Information supplied: Begin
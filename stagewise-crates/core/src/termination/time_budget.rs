use std::time::Duration;
use std::time::Instant;

use super::TerminationCondition;

/// A [`TerminationCondition`] which triggers when the specified time budget has been exceeded.
#[derive(Clone, Copy, Debug)]
pub struct TimeBudget {
    /// The point in time from which to measure the budget.
    started_at: Instant,
    /// The amount of time before [`TimeBudget::should_stop()`] becomes true.
    budget: Duration,
}

impl TimeBudget {
    /// Give the pipeline a time budget, starting now.
    pub fn starting_now(budget: Duration) -> TimeBudget {
        let started_at = Instant::now();

        TimeBudget { started_at, budget }
    }
}

impl TerminationCondition for TimeBudget {
    fn should_stop(&mut self) -> bool {
        self.started_at.elapsed() >= self.budget
    }
}

#[cfg(test)]
mod tests {
    use super::*;

    #[test]
    fn zero_budget_stops_immediately() {
        let mut budget = TimeBudget::starting_now(Duration::ZERO);

        assert!(budget.should_stop());
    }
}
use std::cmp::Ordering;
use std::fmt::Display;
use std::hash::Hash;
use std::hash::Hasher;
use std::ops::Add;

/// The cost of a solution or the priority of a state; lower is more promising.
///
/// A [`Cost`] is totally ordered. [`Cost::INFINITE`] is the sentinel which denotes a failure, a
/// NaN value is turned into that sentinel upon construction.
#[derive(Clone, Copy, Debug, Default)]
pub struct Cost(f64);

impl Cost {
    pub const ZERO: Cost = Cost(0.0);
    pub const INFINITE: Cost = Cost(f64::INFINITY);

    pub fn new(value: f64) -> Cost {
        if value.is_nan() {
            Cost::INFINITE
        } else if value == 0.0 {
            // Both zeroes should compare and hash equal.
            Cost::ZERO
        } else {
            Cost(value)
        }
    }

    pub fn value(self) -> f64 {
        self.0
    }

    pub fn is_finite(self) -> bool {
        self.0.is_finite()
    }

    pub fn is_infinite(self) -> bool {
        !self.is_finite()
    }
}

impl From<f64> for Cost {
    fn from(value: f64) -> Self {
        Cost::new(value)
    }
}

impl From<u32> for Cost {
    fn from(value: u32) -> Self {
        Cost::new(f64::from(value))
    }
}

impl Add for Cost {
    type Output = Cost;

    fn add(self, rhs: Cost) -> Self::Output {
        Cost::new(self.0 + rhs.0)
    }
}

impl PartialEq for Cost {
    fn eq(&self, other: &Self) -> bool {
        self.cmp(other) == Ordering::Equal
    }
}

impl Eq for Cost {}

impl PartialOrd for Cost {
    fn partial_cmp(&self, other: &Self) -> Option<Ordering> {
        Some(self.cmp(other))
    }
}

impl Ord for Cost {
    fn cmp(&self, other: &Self) -> Ordering {
        self.0.total_cmp(&other.0)
    }
}

impl Hash for Cost {
    fn hash<H: Hasher>(&self, state: &mut H) {
        self.0.to_bits().hash(state)
    }
}

impl Display for Cost {
    fn fmt(&self, f: &mut std::fmt::Formatter<'_>) -> std::fmt::Result {
        if self.is_infinite() {
            write!(f, "inf")
        } else {
            write!(f, "{}", self.0)
        }
    }
}

#[cfg(test)]
mod tests {
    use super::Cost;

    #[test]
    fn nan_is_a_failure() {
        assert!(Cost::new(f64::NAN).is_infinite());
        assert_eq!(Cost::INFINITE, Cost::new(f64::NAN));
    }

    #[test]
    fn zeroes_are_equal() {
        assert_eq!(Cost::new(-0.0), Cost::new(0.0));
    }

    #[test]
    fn infinite_is_the_most_expensive() {
        assert!(Cost::new(1e300) < Cost::INFINITE);
        assert_eq!(Cost::INFINITE, Cost::new(3.0) + Cost::INFINITE);
        assert_eq!("inf", Cost::INFINITE.to_string());
    }
}
use std::collections::BTreeMap;

use super::KeyGenerator;
use crate::basic_types::Cost;

/// The position of an element inside a [`CostQueue`].
///
/// Elements are ordered by their cost first and by the order in which they arrived second.
#[derive(Clone, Copy, Debug, PartialEq, Eq, PartialOrd, Ord, Hash)]
pub struct QueueKey {
    cost: Cost,
    arrival: usize,
}

impl QueueKey {
    pub fn cost(&self) -> Cost {
        self.cost
    }
}

/// A collection of elements which is kept sorted ascending by [`Cost`]; elements with an equal
/// cost are kept in insertion order.
///
/// Insertion, removal and retrieval of the cheapest element are `O(log n)`.
#[derive(Clone, Debug)]
pub struct CostQueue<T> {
    entries: BTreeMap<QueueKey, T>,
    arrivals: KeyGenerator<usize>,
}

impl<T> Default for CostQueue<T> {
    fn default() -> Self {
        Self {
            entries: BTreeMap::new(),
            arrivals: KeyGenerator::default(),
        }
    }
}

impl<T> CostQueue<T> {
    pub fn len(&self) -> usize {
        self.entries.len()
    }

    pub fn is_empty(&self) -> bool {
        self.entries.is_empty()
    }

    /// Insert `element` at the position determined by `cost`.
    pub fn push(&mut self, cost: Cost, element: T) -> QueueKey {
        let key = QueueKey {
            cost,
            arrival: self.arrivals.next_key(),
        };
        let previous = self.entries.insert(key, element);
        debug_assert!(previous.is_none());

        key
    }

    /// Returns the cheapest element without removing it.
    pub fn peek(&self) -> Option<(QueueKey, &T)> {
        self.entries
            .first_key_value()
            .map(|(key, element)| (*key, element))
    }

    /// Removes and returns the cheapest element.
    pub fn pop(&mut self) -> Option<(QueueKey, T)> {
        self.entries.pop_first()
    }

    pub fn get(&self, key: QueueKey) -> Option<&T> {
        self.entries.get(&key)
    }

    pub fn remove(&mut self, key: QueueKey) -> Option<T> {
        self.entries.remove(&key)
    }

    /// Moves the element at `key` to the position of `cost`; its arrival order is preserved so
    /// ties are still broken the way they were before.
    pub fn rekey(&mut self, key: QueueKey, cost: Cost) -> Option<QueueKey> {
        let element = self.entries.remove(&key)?;
        let new_key = QueueKey {
            cost,
            arrival: key.arrival,
        };
        let _ = self.entries.insert(new_key, element);

        Some(new_key)
    }

    /// Iterate over the elements in ascending order of cost.
    pub fn iter(&self) -> impl Iterator<Item = (QueueKey, &T)> + '_ {
        self.entries.iter().map(|(key, element)| (*key, element))
    }
}

#[cfg(test)]
mod tests {
    use super::CostQueue;
    use crate::basic_types::Cost;

    #[test]
    fn pops_cheapest_first() {
        let mut queue = CostQueue::default();
        let _ = queue.push(Cost::new(5.0), 'a');
        let _ = queue.push(Cost::new(1.0), 'b');
        let _ = queue.push(Cost::new(3.0), 'c');

        let popped = std::iter::from_fn(|| queue.pop().map(|(_, element)| element))
            .collect::<Vec<_>>();
        assert_eq!(vec!['b', 'c', 'a'], popped);
    }

    #[test]
    fn ties_are_broken_by_arrival() {
        let mut queue = CostQueue::default();
        let _ = queue.push(Cost::new(2.0), "first");
        let _ = queue.push(Cost::new(2.0), "second");
        let _ = queue.push(Cost::new(1.0), "cheaper");

        let order = queue.iter().map(|(_, element)| *element).collect::<Vec<_>>();
        assert_eq!(vec!["cheaper", "first", "second"], order);
    }

    #[test]
    fn rekey_keeps_arrival_order() {
        let mut queue = CostQueue::default();
        let first = queue.push(Cost::new(4.0), "first");
        let _ = queue.push(Cost::new(2.0), "second");

        let moved = queue.rekey(first, Cost::new(2.0)).expect("element is present");

        assert_eq!(Cost::new(2.0), moved.cost());
        assert_eq!(Some((moved, &"first")), queue.peek());
        assert_eq!(None, queue.rekey(first, Cost::ZERO));
    }
}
Information supplied: End
= Work order =
In the listing above, locate the line with "self.0.total_cmp(&other.0)" and the line with "fn fmt(&self, f: &mut", then extract exactly those lines and every line between them, and nothing more.

= Finished exercise =
        self.0.total_cmp(&other.0)
    }
}

impl Hash for Cost {
    fn hash<H: Hasher>(&self, state: &mut H) {
        self.0.to_bits().hash(state)
    }
}

impl Display for Cost {
    fn fmt(&self, f: &mut std::fmt::Formatter<'_>) -> std::fmt::Result {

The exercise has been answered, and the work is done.